### The data

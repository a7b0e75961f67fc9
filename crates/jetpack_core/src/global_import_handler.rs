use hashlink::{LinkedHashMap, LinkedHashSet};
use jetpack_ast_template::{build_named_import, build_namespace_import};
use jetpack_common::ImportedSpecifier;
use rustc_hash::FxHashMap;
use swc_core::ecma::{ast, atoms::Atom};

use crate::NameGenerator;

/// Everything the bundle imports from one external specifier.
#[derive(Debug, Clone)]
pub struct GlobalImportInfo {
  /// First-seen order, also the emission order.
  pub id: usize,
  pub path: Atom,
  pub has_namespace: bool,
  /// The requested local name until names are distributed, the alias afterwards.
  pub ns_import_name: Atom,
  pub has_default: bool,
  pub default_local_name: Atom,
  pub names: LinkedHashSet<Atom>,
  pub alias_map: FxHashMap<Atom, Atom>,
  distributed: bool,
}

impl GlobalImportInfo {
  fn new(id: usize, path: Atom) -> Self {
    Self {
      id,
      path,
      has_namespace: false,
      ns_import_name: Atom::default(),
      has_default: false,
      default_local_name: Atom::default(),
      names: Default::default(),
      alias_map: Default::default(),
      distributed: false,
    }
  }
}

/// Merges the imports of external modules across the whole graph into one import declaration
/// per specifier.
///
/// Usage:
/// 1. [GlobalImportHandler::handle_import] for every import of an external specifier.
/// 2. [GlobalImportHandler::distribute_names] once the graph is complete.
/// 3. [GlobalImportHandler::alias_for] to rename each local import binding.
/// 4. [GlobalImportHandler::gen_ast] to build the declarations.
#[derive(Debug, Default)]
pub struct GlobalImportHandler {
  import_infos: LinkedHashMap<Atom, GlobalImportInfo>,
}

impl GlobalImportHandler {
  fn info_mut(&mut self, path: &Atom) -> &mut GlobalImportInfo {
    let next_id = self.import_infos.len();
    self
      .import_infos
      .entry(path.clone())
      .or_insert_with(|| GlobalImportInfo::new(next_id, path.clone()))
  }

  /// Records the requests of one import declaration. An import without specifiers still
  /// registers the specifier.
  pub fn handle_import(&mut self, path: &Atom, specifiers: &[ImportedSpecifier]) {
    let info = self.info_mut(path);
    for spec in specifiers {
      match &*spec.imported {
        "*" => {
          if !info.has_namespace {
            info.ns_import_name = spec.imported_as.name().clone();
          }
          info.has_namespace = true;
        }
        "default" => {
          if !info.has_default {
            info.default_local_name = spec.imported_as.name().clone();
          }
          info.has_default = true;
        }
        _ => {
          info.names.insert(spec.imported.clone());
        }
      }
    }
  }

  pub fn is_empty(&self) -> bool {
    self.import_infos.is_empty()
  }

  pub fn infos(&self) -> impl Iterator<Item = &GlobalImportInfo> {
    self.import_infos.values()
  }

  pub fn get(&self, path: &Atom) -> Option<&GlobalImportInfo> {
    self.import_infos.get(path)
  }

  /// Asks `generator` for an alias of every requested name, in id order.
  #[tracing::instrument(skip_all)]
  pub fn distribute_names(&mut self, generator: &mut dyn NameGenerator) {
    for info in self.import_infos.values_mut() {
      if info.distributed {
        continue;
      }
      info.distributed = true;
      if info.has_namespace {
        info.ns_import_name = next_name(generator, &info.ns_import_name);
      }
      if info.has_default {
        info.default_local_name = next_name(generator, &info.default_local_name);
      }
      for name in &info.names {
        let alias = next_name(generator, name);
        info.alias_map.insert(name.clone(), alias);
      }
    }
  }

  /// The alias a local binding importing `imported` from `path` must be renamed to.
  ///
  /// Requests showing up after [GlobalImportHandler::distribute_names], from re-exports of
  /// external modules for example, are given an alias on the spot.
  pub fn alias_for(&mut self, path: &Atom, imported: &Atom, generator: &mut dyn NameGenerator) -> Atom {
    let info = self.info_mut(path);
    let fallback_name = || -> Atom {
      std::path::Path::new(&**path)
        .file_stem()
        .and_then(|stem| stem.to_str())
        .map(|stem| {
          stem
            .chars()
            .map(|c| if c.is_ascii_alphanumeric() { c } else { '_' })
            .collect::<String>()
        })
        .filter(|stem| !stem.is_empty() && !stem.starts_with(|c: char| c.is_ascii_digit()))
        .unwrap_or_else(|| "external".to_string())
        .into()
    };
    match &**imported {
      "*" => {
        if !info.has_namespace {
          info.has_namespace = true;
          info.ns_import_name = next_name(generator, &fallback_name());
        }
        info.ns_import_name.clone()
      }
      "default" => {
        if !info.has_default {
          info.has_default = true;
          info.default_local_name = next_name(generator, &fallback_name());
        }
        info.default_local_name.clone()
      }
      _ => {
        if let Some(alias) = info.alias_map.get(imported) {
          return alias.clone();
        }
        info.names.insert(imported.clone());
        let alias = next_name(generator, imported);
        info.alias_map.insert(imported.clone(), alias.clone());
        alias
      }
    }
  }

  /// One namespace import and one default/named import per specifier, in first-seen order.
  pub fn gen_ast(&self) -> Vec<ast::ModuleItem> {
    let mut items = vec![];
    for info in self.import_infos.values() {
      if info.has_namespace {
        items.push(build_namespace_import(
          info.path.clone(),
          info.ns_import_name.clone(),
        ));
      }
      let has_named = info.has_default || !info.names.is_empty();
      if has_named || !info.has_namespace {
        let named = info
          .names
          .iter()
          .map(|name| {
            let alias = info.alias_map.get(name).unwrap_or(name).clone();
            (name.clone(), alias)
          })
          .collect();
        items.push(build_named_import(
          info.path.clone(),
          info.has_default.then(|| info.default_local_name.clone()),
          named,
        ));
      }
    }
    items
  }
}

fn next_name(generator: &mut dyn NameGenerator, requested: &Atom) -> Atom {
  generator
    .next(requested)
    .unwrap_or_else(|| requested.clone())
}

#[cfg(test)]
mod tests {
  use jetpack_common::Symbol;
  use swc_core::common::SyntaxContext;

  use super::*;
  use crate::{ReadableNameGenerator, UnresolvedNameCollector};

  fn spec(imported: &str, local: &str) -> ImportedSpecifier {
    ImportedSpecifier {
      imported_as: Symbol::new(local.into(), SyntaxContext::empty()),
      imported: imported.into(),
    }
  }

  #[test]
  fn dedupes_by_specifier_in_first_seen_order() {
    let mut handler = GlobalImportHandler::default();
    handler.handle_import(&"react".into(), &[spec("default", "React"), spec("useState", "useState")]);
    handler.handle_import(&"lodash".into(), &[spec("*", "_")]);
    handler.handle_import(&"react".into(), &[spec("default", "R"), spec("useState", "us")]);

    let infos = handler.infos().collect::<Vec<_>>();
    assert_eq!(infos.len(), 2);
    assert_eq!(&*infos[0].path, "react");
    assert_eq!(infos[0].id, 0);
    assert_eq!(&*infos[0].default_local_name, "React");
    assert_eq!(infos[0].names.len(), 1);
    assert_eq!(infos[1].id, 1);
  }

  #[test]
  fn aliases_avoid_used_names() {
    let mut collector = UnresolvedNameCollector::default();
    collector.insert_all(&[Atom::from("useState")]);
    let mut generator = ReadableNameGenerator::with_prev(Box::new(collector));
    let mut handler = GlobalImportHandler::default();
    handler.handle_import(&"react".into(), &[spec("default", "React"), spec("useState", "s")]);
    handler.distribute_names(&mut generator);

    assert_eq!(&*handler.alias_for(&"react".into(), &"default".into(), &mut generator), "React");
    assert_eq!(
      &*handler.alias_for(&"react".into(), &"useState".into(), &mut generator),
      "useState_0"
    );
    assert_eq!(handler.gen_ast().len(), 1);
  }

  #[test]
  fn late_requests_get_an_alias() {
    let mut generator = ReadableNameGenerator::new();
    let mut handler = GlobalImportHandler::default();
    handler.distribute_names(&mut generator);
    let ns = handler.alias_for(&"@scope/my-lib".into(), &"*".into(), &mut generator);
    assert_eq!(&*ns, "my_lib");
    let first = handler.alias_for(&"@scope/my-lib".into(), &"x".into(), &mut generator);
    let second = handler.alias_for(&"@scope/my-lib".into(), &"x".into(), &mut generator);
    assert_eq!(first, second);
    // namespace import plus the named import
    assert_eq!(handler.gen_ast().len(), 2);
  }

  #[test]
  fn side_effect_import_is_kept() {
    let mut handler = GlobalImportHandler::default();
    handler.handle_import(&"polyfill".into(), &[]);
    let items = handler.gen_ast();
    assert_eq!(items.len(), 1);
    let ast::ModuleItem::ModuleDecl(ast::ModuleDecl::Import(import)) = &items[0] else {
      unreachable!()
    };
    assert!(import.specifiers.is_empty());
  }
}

######

Problem requirements - Reproduce each line above that contains "struct".

Response area -
pub struct GlobalImportInfo {
pub struct GlobalImportHandler {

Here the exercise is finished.